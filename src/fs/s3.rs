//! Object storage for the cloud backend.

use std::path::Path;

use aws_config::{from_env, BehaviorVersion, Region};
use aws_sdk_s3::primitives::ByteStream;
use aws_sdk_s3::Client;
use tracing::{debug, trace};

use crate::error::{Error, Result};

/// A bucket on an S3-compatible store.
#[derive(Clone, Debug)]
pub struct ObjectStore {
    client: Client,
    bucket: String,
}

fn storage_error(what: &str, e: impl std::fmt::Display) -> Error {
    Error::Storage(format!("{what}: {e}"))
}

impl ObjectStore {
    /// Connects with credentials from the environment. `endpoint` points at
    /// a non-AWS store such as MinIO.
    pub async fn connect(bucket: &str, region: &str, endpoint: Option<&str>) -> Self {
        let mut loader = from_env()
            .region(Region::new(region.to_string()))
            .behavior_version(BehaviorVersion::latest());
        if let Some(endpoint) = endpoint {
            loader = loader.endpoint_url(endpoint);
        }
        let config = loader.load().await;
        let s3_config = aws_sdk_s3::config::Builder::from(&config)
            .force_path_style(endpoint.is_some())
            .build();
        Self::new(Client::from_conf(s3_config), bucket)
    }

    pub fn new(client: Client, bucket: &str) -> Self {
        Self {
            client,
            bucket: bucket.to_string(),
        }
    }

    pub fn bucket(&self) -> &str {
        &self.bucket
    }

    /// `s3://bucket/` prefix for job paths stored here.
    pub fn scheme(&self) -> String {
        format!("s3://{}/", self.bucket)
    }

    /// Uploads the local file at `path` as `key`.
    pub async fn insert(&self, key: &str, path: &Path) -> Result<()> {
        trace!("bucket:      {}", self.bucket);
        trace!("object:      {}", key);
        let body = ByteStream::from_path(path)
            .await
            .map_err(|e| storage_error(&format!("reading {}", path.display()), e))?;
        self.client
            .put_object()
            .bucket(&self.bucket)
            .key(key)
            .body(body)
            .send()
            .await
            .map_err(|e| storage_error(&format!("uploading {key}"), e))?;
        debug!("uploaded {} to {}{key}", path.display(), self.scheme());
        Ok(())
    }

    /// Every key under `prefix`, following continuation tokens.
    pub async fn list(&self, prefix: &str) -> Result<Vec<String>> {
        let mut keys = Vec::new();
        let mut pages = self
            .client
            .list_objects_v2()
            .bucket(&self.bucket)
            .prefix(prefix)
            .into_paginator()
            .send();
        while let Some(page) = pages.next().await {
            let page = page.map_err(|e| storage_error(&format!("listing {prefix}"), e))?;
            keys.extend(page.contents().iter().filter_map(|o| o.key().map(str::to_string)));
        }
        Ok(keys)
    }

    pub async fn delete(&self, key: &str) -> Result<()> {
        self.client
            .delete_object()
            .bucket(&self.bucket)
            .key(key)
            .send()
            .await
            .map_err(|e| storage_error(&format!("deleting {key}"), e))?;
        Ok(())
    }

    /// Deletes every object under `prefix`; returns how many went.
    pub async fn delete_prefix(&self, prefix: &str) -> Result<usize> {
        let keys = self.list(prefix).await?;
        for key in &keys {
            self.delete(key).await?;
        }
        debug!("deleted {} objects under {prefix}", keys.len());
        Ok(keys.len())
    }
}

____

- _What is being asked_: Each line from the first line of the listing through the line containing "an S3-compatible store." must be set down exactly; no other line belongs in the answer.

- _Answer section_:
filename src/fs/s3.rs
//! Object storage for the cloud backend.

use std::path::Path;

use aws_config::{from_env, BehaviorVersion, Region};
use aws_sdk_s3::primitives::ByteStream;
use aws_sdk_s3::Client;
use tracing::{debug, trace};

use crate::error::{Error, Result};

/// A bucket on an S3-compatible store.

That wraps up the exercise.